If a line in the data below contains the word "pages", copy it out.

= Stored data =
+ + + + +
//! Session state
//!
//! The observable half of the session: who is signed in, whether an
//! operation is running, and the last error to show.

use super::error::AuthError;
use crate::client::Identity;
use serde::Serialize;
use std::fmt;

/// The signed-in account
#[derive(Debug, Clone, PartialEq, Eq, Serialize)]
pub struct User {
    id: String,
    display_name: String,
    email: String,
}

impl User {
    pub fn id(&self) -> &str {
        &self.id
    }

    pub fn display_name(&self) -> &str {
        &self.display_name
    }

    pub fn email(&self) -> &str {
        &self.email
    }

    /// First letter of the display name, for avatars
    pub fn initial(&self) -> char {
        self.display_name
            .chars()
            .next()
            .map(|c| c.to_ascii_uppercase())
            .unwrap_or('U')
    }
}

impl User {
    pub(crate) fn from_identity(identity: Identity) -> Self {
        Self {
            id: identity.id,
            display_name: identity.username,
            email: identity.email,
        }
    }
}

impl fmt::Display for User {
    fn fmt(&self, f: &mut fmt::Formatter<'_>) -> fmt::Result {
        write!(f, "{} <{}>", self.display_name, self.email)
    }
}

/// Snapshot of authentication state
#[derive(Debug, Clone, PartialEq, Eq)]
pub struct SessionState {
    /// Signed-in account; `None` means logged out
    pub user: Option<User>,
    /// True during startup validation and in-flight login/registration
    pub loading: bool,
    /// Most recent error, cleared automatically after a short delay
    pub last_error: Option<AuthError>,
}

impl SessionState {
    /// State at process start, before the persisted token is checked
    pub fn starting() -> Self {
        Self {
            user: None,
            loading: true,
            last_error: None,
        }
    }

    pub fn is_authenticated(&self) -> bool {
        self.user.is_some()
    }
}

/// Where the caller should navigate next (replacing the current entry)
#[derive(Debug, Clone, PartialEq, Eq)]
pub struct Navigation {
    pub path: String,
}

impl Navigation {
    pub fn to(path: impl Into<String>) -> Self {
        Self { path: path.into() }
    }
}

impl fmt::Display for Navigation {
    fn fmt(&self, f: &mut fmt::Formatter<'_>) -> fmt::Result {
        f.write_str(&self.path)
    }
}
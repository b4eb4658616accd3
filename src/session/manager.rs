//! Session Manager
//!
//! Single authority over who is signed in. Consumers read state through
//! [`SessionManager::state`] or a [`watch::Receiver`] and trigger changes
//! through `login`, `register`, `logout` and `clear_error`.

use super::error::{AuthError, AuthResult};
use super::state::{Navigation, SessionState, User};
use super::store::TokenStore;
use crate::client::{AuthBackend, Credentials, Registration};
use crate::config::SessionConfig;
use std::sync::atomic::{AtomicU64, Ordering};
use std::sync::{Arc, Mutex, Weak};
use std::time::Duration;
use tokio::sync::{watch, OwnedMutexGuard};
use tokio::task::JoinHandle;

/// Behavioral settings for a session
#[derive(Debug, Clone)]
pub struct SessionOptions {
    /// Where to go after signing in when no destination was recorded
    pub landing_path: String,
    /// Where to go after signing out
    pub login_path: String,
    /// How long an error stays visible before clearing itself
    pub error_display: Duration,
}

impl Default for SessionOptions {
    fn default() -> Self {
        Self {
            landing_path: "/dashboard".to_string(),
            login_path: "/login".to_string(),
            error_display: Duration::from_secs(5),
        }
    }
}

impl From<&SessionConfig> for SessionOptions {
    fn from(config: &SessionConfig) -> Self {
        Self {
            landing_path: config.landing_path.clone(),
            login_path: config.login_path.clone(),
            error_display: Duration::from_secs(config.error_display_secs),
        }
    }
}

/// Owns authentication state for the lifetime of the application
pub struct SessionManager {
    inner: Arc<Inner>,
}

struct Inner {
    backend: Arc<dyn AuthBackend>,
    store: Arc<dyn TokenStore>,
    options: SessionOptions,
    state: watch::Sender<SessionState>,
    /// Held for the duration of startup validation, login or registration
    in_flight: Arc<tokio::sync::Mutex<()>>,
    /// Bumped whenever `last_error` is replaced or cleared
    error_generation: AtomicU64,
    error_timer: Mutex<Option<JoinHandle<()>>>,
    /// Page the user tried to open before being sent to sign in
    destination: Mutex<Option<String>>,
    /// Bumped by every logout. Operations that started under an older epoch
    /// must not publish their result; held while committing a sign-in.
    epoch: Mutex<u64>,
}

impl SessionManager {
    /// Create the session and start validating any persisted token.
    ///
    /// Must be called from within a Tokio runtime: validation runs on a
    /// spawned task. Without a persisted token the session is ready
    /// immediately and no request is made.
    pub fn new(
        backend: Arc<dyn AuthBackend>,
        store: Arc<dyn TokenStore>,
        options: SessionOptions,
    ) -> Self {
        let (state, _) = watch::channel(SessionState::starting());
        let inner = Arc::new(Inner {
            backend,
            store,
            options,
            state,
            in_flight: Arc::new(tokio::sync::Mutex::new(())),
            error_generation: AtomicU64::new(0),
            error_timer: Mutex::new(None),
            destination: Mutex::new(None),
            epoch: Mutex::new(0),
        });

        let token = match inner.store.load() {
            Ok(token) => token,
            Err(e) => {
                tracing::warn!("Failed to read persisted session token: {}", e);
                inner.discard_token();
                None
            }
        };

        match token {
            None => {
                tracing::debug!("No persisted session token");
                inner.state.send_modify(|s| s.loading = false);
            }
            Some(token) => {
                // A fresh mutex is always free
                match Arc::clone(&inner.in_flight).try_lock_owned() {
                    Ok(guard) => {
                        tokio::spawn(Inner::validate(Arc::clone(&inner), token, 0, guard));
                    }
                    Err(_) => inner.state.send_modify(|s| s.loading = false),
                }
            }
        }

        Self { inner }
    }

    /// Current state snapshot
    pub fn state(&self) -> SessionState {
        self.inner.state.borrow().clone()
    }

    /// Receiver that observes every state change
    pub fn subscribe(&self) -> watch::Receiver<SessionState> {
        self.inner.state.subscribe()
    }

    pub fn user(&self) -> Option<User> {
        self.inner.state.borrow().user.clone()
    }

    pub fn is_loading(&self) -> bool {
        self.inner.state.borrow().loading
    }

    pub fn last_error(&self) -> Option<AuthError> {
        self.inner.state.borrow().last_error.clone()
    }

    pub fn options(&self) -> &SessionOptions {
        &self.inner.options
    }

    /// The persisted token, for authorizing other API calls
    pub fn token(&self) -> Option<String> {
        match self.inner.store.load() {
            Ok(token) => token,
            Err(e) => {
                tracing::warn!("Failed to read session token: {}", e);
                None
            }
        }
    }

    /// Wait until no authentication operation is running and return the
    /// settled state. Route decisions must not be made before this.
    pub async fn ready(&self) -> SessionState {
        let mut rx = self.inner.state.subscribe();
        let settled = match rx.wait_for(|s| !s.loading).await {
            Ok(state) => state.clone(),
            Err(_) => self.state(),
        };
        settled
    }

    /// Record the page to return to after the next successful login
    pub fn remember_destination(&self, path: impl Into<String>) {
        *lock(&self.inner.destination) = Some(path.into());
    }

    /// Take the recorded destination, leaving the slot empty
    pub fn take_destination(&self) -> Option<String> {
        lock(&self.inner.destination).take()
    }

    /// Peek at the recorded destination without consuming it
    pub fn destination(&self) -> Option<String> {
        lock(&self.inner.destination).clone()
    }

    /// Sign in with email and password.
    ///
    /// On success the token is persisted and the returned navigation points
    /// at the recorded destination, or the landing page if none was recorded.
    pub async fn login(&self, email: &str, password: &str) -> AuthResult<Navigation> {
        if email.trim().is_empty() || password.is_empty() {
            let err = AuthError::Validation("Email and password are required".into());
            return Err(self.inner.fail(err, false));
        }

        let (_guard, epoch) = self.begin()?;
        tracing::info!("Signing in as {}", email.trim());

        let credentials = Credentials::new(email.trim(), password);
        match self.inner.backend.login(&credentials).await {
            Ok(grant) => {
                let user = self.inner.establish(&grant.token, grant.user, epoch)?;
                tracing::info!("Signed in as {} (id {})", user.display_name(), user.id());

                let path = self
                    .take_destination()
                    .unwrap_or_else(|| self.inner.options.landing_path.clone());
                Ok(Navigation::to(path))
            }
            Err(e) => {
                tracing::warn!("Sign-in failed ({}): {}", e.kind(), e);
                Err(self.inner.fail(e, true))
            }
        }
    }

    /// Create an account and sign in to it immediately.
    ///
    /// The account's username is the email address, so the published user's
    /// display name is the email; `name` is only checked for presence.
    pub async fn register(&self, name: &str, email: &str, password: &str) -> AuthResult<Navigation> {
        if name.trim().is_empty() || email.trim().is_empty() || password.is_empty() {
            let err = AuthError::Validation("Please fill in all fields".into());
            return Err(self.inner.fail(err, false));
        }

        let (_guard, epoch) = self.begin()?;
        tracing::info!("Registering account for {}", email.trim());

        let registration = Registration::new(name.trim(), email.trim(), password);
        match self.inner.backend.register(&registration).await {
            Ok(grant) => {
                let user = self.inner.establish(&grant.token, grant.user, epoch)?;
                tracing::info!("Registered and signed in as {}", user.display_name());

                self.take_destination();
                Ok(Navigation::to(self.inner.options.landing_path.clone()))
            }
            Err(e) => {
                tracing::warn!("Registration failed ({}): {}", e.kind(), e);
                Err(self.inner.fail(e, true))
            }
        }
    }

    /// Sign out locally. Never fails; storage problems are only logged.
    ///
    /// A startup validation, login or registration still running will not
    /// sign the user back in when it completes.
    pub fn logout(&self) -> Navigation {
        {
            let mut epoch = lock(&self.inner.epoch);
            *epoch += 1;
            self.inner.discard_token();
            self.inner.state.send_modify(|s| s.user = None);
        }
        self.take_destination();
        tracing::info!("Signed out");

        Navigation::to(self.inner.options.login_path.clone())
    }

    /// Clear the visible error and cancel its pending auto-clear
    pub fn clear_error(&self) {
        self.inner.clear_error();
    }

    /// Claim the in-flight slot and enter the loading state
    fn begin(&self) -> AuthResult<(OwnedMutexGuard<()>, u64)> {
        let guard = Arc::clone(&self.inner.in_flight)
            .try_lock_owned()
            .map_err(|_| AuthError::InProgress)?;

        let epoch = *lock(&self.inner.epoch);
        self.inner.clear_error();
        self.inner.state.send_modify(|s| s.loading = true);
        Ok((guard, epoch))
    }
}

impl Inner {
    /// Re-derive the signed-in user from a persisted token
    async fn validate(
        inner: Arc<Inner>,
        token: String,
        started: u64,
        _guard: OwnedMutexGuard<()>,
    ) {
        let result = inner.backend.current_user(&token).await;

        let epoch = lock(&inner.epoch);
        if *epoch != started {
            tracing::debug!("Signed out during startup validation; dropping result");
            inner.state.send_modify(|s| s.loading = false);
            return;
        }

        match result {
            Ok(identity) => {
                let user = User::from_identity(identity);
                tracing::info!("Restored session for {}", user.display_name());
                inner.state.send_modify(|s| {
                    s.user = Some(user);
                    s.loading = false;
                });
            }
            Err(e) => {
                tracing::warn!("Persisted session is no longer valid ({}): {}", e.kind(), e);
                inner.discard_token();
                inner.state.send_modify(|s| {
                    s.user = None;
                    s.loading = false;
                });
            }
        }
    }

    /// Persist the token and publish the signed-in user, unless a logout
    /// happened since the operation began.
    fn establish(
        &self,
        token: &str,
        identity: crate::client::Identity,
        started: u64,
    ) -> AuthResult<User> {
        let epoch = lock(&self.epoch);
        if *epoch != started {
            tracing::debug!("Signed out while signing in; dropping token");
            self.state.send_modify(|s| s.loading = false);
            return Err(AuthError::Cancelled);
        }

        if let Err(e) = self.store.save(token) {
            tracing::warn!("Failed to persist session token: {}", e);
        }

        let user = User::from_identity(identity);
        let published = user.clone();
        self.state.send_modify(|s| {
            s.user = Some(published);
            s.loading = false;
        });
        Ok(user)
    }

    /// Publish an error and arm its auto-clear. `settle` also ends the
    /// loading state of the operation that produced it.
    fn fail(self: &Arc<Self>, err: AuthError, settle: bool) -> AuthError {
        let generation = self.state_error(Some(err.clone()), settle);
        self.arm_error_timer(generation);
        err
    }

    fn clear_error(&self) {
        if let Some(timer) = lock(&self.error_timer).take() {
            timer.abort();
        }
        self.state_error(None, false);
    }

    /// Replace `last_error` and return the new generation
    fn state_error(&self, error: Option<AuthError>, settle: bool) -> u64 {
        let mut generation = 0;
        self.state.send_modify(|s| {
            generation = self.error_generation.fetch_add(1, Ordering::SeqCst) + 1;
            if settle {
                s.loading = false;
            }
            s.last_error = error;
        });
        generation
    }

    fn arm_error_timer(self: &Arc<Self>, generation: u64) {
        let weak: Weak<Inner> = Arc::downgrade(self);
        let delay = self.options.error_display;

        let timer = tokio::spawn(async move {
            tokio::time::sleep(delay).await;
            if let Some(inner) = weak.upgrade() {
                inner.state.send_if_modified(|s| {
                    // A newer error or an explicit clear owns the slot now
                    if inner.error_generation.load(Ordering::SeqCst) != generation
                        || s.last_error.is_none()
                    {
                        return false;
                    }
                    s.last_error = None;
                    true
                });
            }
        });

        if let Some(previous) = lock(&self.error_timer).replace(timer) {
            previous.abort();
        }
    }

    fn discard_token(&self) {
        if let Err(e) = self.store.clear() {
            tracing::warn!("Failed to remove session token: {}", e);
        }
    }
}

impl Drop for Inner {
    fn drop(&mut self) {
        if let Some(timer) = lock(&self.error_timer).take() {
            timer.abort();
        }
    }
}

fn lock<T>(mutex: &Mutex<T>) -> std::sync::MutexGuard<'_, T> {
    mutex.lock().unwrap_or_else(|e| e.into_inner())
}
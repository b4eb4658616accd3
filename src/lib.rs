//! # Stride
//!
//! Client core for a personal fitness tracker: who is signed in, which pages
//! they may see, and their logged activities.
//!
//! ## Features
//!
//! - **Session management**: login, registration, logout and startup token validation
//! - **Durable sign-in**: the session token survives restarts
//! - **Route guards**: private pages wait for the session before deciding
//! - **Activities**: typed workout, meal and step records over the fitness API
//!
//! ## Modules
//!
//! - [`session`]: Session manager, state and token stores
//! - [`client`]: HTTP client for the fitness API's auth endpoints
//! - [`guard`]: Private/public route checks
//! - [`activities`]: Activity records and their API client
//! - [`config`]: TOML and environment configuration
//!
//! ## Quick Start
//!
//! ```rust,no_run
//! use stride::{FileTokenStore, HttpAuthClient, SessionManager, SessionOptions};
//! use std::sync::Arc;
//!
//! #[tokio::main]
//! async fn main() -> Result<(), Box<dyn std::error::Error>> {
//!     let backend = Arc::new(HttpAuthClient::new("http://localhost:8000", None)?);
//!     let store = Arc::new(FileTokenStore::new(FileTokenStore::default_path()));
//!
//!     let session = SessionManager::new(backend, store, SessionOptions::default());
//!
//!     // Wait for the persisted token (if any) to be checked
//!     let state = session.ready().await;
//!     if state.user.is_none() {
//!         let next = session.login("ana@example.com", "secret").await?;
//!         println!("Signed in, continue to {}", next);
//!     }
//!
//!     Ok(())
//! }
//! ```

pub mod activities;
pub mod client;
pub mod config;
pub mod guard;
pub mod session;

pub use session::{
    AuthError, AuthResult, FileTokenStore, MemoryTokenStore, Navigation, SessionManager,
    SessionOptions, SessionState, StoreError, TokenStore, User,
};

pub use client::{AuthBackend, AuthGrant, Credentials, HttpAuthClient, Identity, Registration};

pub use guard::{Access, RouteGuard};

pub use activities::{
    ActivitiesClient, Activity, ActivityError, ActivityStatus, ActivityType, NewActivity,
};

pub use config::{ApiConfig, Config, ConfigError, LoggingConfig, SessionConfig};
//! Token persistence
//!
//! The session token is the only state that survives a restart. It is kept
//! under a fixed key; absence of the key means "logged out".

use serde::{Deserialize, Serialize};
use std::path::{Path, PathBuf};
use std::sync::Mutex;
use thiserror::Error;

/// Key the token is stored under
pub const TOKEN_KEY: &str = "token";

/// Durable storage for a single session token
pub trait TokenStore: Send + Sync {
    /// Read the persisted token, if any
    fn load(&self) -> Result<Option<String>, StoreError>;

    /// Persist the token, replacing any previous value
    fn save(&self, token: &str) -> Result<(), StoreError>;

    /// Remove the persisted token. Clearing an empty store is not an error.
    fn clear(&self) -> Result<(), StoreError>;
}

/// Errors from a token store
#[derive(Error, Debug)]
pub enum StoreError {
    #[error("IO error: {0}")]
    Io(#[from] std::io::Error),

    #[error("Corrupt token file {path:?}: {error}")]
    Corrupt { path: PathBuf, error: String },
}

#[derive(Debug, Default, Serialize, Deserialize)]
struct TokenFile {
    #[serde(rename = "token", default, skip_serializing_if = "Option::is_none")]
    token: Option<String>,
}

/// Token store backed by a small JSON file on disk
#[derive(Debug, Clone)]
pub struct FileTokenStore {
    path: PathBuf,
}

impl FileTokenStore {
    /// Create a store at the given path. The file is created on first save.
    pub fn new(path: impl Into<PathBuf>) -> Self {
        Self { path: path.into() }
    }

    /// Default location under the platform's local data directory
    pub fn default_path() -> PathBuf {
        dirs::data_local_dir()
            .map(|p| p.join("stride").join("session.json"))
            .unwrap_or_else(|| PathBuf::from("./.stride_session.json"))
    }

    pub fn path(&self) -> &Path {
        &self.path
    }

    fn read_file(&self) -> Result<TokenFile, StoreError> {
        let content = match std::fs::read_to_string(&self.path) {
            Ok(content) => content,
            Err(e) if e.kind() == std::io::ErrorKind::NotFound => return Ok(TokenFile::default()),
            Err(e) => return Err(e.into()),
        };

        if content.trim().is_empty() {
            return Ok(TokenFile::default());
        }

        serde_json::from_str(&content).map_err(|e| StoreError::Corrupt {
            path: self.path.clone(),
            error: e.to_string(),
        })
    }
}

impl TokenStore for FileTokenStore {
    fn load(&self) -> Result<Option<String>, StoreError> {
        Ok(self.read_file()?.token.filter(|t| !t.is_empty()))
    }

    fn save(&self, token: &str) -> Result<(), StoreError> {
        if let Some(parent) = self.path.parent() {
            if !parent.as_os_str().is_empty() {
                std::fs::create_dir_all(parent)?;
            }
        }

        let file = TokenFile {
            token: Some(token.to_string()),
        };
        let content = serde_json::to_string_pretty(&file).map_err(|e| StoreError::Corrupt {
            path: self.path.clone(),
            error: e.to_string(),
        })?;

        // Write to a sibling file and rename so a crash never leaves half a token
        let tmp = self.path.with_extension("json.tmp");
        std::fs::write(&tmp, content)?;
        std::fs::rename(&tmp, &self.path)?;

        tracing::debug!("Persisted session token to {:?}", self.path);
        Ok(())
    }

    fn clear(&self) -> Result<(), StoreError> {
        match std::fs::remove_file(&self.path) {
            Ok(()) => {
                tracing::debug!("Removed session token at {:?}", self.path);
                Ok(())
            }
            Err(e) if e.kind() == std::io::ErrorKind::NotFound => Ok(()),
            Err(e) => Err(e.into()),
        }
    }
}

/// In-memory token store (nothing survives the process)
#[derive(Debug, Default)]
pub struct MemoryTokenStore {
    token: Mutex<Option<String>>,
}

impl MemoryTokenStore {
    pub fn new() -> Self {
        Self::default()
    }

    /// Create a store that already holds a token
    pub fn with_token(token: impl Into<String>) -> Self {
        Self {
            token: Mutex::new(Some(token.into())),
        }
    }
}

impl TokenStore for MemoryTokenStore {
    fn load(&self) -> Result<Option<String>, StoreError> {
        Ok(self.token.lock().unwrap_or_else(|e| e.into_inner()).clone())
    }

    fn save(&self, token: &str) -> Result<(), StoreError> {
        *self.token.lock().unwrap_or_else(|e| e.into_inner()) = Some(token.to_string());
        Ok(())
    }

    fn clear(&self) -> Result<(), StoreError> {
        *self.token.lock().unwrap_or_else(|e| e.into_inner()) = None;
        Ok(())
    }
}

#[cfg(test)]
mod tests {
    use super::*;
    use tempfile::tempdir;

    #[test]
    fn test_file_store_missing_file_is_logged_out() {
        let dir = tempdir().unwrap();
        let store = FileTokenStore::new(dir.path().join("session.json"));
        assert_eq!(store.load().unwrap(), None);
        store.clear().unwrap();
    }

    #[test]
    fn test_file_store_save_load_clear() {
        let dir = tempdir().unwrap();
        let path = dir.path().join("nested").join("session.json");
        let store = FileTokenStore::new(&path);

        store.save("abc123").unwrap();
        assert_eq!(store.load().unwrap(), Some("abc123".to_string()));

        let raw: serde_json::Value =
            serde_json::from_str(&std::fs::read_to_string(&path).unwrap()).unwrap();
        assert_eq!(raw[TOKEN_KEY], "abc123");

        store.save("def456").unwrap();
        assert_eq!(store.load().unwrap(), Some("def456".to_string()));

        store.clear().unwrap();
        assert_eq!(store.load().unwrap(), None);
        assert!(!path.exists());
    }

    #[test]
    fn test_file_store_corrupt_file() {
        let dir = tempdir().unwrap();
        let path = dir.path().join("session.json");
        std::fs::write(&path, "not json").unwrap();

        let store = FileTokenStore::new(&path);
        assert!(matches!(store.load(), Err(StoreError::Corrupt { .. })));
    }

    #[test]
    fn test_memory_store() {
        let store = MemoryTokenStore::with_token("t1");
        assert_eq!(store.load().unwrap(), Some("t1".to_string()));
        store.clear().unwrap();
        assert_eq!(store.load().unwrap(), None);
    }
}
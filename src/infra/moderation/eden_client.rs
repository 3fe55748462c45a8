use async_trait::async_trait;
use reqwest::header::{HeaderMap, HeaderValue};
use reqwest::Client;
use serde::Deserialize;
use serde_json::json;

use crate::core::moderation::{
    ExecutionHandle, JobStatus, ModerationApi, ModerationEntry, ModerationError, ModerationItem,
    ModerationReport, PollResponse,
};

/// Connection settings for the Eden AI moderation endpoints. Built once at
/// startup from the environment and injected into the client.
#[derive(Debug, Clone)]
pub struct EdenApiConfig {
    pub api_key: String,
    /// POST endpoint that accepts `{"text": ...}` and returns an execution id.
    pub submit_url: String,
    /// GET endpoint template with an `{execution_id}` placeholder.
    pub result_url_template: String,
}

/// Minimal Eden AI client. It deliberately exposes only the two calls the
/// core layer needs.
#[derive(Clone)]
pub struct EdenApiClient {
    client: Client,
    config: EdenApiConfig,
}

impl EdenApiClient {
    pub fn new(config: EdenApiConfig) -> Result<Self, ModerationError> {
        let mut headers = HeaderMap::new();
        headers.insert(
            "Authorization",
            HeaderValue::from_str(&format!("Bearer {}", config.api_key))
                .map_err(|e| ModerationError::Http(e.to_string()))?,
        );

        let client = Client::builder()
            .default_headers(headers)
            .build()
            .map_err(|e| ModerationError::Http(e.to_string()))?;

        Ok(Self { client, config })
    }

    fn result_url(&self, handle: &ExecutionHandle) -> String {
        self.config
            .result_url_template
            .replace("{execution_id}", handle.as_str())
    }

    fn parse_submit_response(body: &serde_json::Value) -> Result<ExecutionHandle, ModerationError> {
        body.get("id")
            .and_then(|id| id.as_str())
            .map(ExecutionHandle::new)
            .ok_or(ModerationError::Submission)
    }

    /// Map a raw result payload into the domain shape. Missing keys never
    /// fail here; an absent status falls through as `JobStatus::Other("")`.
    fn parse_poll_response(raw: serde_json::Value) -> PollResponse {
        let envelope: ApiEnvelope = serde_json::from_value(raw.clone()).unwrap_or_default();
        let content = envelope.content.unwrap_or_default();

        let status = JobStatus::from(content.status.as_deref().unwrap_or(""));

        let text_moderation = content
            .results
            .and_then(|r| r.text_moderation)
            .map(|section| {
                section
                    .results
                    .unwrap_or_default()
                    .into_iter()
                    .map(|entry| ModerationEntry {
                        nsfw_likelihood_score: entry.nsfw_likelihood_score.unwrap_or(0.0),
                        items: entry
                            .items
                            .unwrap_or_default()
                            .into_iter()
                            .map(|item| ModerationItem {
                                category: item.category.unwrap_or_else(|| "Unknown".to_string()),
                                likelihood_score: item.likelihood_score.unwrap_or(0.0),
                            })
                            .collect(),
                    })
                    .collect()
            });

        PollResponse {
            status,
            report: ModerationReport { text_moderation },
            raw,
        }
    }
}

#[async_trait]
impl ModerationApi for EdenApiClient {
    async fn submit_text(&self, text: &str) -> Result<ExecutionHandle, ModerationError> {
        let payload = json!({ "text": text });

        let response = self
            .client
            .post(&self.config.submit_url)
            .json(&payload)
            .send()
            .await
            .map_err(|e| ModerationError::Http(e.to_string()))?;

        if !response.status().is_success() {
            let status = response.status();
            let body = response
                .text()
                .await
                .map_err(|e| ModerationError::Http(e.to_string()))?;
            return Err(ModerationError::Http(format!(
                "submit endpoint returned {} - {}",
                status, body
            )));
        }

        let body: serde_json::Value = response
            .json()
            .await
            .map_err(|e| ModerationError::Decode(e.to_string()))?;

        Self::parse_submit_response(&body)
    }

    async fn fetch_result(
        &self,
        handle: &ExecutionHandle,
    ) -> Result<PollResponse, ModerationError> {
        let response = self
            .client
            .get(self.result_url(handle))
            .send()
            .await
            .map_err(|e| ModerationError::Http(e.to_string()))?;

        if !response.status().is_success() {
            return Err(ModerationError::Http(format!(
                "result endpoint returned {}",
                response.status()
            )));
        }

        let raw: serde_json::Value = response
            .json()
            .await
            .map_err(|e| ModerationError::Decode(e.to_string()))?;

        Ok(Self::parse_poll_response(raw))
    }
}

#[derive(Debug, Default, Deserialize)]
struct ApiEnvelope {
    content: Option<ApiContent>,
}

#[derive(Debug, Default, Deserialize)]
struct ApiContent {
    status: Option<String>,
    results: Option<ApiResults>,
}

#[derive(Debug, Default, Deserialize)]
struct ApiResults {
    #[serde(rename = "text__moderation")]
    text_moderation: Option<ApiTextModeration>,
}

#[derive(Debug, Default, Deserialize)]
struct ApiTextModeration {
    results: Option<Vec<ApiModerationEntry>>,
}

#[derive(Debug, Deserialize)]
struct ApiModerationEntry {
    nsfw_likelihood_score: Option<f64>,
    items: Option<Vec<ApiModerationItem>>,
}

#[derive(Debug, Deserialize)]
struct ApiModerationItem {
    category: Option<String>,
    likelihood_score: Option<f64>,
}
+ + + + +
= Task response =
//! Client core for a personal fitness tracker: who is signed in, which pages
//! - **Route guards**: private pages wait for the session before deciding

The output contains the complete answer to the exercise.